To emphasize, followership is not to eliminate the notion that we need leaders. It is to flush the definitions, concepts, and practices of flesh-based leadership down the sewer they came from. Leadership within a followership culture is a totally different animal than leadership within a leadership culture. It comes from the Kingdom of God, with one and only one Lord. No flesh glories in His presence. And all stand before Him as children of the heavenly Father, as we become like children to follow Jesus into the Kingdom way, truth, and life. Just as little kids follow their moms and dads, so we follow Jesus as He leads the way. Leonard Sweet, I Am a Follower.
I began this blog series, To Lead or Not to Lead? by telling you about a leadership class I was asked to guest-teach a few years back. I was given a set of excellent notes that contained, what I would define as, a typical list of pre-qualifiers we Americanized Christian pastors look for when we pick new leaders for our churches.
As I mentioned to you in Session 4, I shared that evening my list of Twenty Top Qualifiers for Successful Christian Leadership as assembled from many of the latest and greatest books on successful Christian leadership in America. My list looked like this:
Committed, Competent, Confident, Courageous, Decisive, Effective Communicator, Entrepreneur, Excellent Character, Excellent Listener, Excellent Negotiator, Goal Setter, Helps Others Succeed, Inspiring Motivator, Life-Long Learner, Positive Attitude, Problem Solver, Risk Taker, Self-Aware, Team Builder, and Visionary.
The group of twenty or so in my class looked at the list, quickly agreed how that list included most of the top qualifiers for successful leadership that they would have listed, but then I stopped. I looked into their faces and then, in the most gut honest way I could, I asked them, “Now that we’ve seen the “official” list of qualifiers, how many of you honestly believe that you are indeed qualified to meet these requirements?”
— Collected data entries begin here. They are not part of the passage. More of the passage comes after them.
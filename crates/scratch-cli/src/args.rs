//! Command-line flags.
//!
//! Flags override the environment; anything left unset falls back to
//! `OracleConfig::from_env` and `WorkflowConfig::from_env`.

use std::time::Duration;

use clap::Parser;
use scratch_core::Version;
use scratch_oracle::{HttpVersionOracle, OracleConfig, OracleError, StaticVersionOracle};
use scratch_workflow::WorkflowConfig;
use url::Url;

use crate::oracle::CliOracle;

/// Scratch card demo.
///
/// Reveal a card, then activate it against the version oracle. Commands are
/// read from stdin one per line; type `help` to list them.
#[derive(Parser, Debug, Clone, Default)]
#[command(name = "scratch", version, about, long_about = None)]
pub struct Cli {
    /// Version endpoint to query during activation.
    #[arg(long, value_name = "URL")]
    pub oracle_url: Option<String>,

    /// Request timeout for the version endpoint, in seconds.
    #[arg(long, value_name = "SECS")]
    pub timeout_secs: Option<u64>,

    /// Answer every version lookup with this value instead of calling the
    /// network.
    #[arg(long, value_name = "N", conflicts_with_all = ["oracle_url", "timeout_secs"])]
    pub static_version: Option<i64>,

    /// How long a reveal stays in the loading state, in milliseconds.
    #[arg(long, value_name = "MS")]
    pub reveal_delay_ms: Option<u64>,

    /// Emit logs as JSON lines.
    #[arg(long)]
    pub log_json: bool,
}

impl Cli {
    /// Resolve the HTTP oracle configuration.
    pub fn oracle_config(&self) -> Result<OracleConfig, OracleError> {
        let mut config = OracleConfig::from_env()?;
        if let Some(raw) = &self.oracle_url {
            config.url = Url::parse(raw).map_err(|e| {
                scratch_oracle::ConfigError::InvalidUrl(raw.clone(), e.to_string())
            })?;
        }
        if let Some(secs) = self.timeout_secs {
            config.timeout_secs = secs;
        }
        Ok(config)
    }

    /// Build the oracle the flags ask for.
    pub fn build_oracle(&self) -> Result<CliOracle, OracleError> {
        match self.static_version {
            Some(version) => Ok(CliOracle::Static(StaticVersionOracle::new(Version(version)))),
            None => Ok(CliOracle::Http(HttpVersionOracle::new(self.oracle_config()?)?)),
        }
    }

    /// Resolve the workflow tunables.
    pub fn workflow_config(&self) -> Result<WorkflowConfig, scratch_workflow::ConfigError> {
        let mut config = WorkflowConfig::from_env()?;
        if let Some(ms) = self.reveal_delay_ms {
            config.reveal_delay = Duration::from_millis(ms);
        }
        Ok(config)
    }
}
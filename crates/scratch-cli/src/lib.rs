//! # scratch-cli: Terminal Front End
//!
//! A line-oriented stand-in for the three screens of the scratch card app.
//! Each screen is a presenter over the shared [`CardStateStore`] that gates
//! user actions on the current card state and reports problems as toasts.
//!
//! ## Modules
//!
//! - [`args`]: command-line flags and how they resolve into configuration.
//! - [`oracle`]: runtime choice between the HTTP and the static oracle.
//! - [`screen`]: the presenters and their per-screen task scope.
//! - [`repl`]: command parsing and the interactive session.
//! - [`render`]: text rendering of card states and screen events.
//!
//! [`CardStateStore`]: scratch_state::CardStateStore

pub mod args;
pub mod oracle;
pub mod render;
pub mod repl;
pub mod screen;
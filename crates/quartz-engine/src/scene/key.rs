use core::cmp::Ordering;

/// Z-ordering key for draw items.
///
/// Higher values appear on top of lower values.
#[derive(Debug, Copy, Clone, Eq, PartialEq, Ord, PartialOrd, Hash, Default)]
pub struct ZIndex(pub i32);

impl ZIndex {
    #[inline]
    pub const fn new(v: i32) -> Self {
        Self(v)
    }
}

/// Stable sort key for draw items.
///
/// Ordering rules:
/// 1) `z`: ascending (back-to-front)
/// 2) `order`: ascending (insertion order for equal z)
#[derive(Debug, Copy, Clone, Eq, PartialEq, Hash)]
pub struct SortKey {
    pub z: ZIndex,
    pub order: u32,
}

impl SortKey {
    #[inline]
    pub const fn new(z: ZIndex, order: u32) -> Self {
        Self { z, order }
    }
}

impl Ord for SortKey {
    #[inline]
    fn cmp(&self, other: &Self) -> Ordering {
        self.z.cmp(&other.z).then(self.order.cmp(&other.order))
    }
}

impl PartialOrd for SortKey {
    #[inline]
    fn partial_cmp(&self, other: &Self) -> Option<Ordering> {
        Some(self.cmp(other))
    }
}

#[cfg(test)]
mod tests {
    use super::*;

    #[test]
    fn z_dominates_insertion_order() {
        let back = SortKey::new(ZIndex(0), 10);
        let front = SortKey::new(ZIndex(1), 0);
        assert!(back < front);
    }

    #[test]
    fn insertion_order_breaks_ties() {
        assert!(SortKey::new(ZIndex(3), 1) < SortKey::new(ZIndex(3), 2));
    }
}
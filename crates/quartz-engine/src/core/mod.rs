//! Core engine-facing contracts.
//!
//! This module defines the stable interface between the runtime (platform loop)
//! and higher layers (UI, studio). It avoids leaking runtime internals into
//! user code and provides a consistent per-frame context.

mod app;
mod ctx;

pub use app::{App, AppControl};
pub use ctx::{FrameCtx, WindowCtx};
use anyhow::{Context, Result};
use wgpu::SurfaceError;
use winit::dpi::PhysicalSize;
use winit::window::Window;

use super::surface;
use super::{GpuFrame, GpuInit, SurfaceErrorAction};

/// Owns the wgpu device, queue and the window's configured surface.
pub struct Gpu<'w> {
    /// Surface bound to the window; the window must outlive it.
    surface: wgpu::Surface<'w>,
    device: wgpu::Device,
    queue: wgpu::Queue,
    config: wgpu::SurfaceConfiguration,
    /// Current drawable size in physical pixels.
    size: PhysicalSize<u32>,
}

impl<'w> Gpu<'w> {
    /// Creates a GPU context bound to a window.
    pub async fn new(window: &'w Window, init: GpuInit) -> Result<Self> {
        let size = window.inner_size();
        anyhow::ensure!(size.width > 0 && size.height > 0, "window has zero size");

        let GpuInit {
            prefer_srgb,
            present_mode,
            power_preference,
            alpha_mode,
            required_features,
            required_limits,
            desired_maximum_frame_latency,
        } = init;

        let instance = wgpu::Instance::new(&wgpu::InstanceDescriptor {
            backends: wgpu::Backends::all(),
            ..Default::default()
        });

        let surface = instance
            .create_surface(window)
            .context("failed to create wgpu surface")?;

        let adapter = instance
            .request_adapter(&wgpu::RequestAdapterOptions {
                power_preference,
                compatible_surface: Some(&surface),
                force_fallback_adapter: false,
            })
            .await
            .context("failed to find a suitable GPU adapter")?;

        let info = adapter.get_info();
        log::info!("GPU adapter: {} ({:?}, {:?})", info.name, info.backend, info.device_type);

        let (device, queue) = adapter
            .request_device(&wgpu::DeviceDescriptor {
                label: Some("quartz device"),
                required_features,
                required_limits,
                experimental_features: wgpu::ExperimentalFeatures::disabled(),
                memory_hints: wgpu::MemoryHints::MemoryUsage,
                trace: wgpu::Trace::Off,
            })
            .await
            .context("failed to create wgpu device/queue")?;

        let caps = surface.get_capabilities(&adapter);
        let format = surface::choose_surface_format(&caps, prefer_srgb)
            .context("no supported surface formats")?;

        let config = wgpu::SurfaceConfiguration {
            usage: wgpu::TextureUsages::RENDER_ATTACHMENT,
            format,
            width: size.width,
            height: size.height,
            present_mode,
            alpha_mode: surface::choose_alpha_mode(&caps, alpha_mode),
            view_formats: vec![],
            desired_maximum_frame_latency,
        };

        surface.configure(&device, &config);
        log::debug!("surface configured: {format:?} {}x{}", size.width, size.height);

        Ok(Self { surface, device, queue, config, size })
    }

    pub fn surface_format(&self) -> wgpu::TextureFormat {
        self.config.format
    }

    /// Current drawable size (physical pixels).
    pub fn size(&self) -> PhysicalSize<u32> {
        self.size
    }

    pub fn device(&self) -> &wgpu::Device {
        &self.device
    }

    pub fn queue(&self) -> &wgpu::Queue {
        &self.queue
    }

    /// Reconfigures the surface after a resize.
    pub fn resize(&mut self, new_size: PhysicalSize<u32>) {
        surface::apply_resize(&self.surface, &self.device, &mut self.config, &mut self.size, new_size);
    }

    /// Acquires the next surface texture and creates an encoder.
    pub fn begin_frame(&self) -> std::result::Result<GpuFrame, SurfaceError> {
        if self.size.width == 0 || self.size.height == 0 {
            // Minimized: nothing to present into.
            return Err(SurfaceError::Outdated);
        }

        let surface_texture = self.surface.get_current_texture()?;
        let view = surface_texture
            .texture
            .create_view(&wgpu::TextureViewDescriptor::default());

        let encoder = self
            .device
            .create_command_encoder(&wgpu::CommandEncoderDescriptor {
                label: Some("quartz frame encoder"),
            });

        Ok(GpuFrame { surface_texture, view, encoder })
    }

    /// Submits the recorded commands and presents the frame.
    pub fn submit(&self, frame: GpuFrame) {
        let GpuFrame { surface_texture, view, encoder } = frame;
        self.queue.submit(std::iter::once(encoder.finish()));
        drop(view);
        surface_texture.present();
    }

    /// Converts a `SurfaceError` into an action, reconfiguring when needed.
    pub fn handle_surface_error(&mut self, err: SurfaceError) -> SurfaceErrorAction {
        let action = SurfaceErrorAction::classify(&err);
        if action == SurfaceErrorAction::Reconfigured && self.size.width > 0 && self.size.height > 0 {
            self.surface.configure(&self.device, &self.config);
        }
        action
    }
}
Most, if not all of them, responded as I hoped they would. “We don’t and we, most likely, can’t.” And that, my friends, is the main reason I’m writing this blog series To Lead or Not To Lead? As a pastor who’s looking for co-laborers in Christ, men and women who can come together for the common cause of loving Jesus and serving His Kingdom purposes in the world today, the last thing I need is a qualifying list that sets the standards so high that only the brightest and best can play.
As my class sat there in the sad reality of how little they had in themselves to qualify for successful Christian leadership, I pulled out one of my favorite quotes. I’m not sure who wrote it, but here it is.
Jacob was a cheater, Peter had a temper, David had an affair, Noah got drunk, Jonah ran from God, Paul was a murderer, Gideon was insecure, Miriam was a gossiper, Martha was a worrier, Thomas was a doubter, Sara was impatient, Elijah was moody, Moses stuttered, Zaccheus was short, Abraham was old, and Lazarus was dead….
God doesn’t call the qualified, He qualifies the called!
After an initial laugh, and a sigh of relief, from the members of my class, I pulled out my copy of The Velveteen Rabbit.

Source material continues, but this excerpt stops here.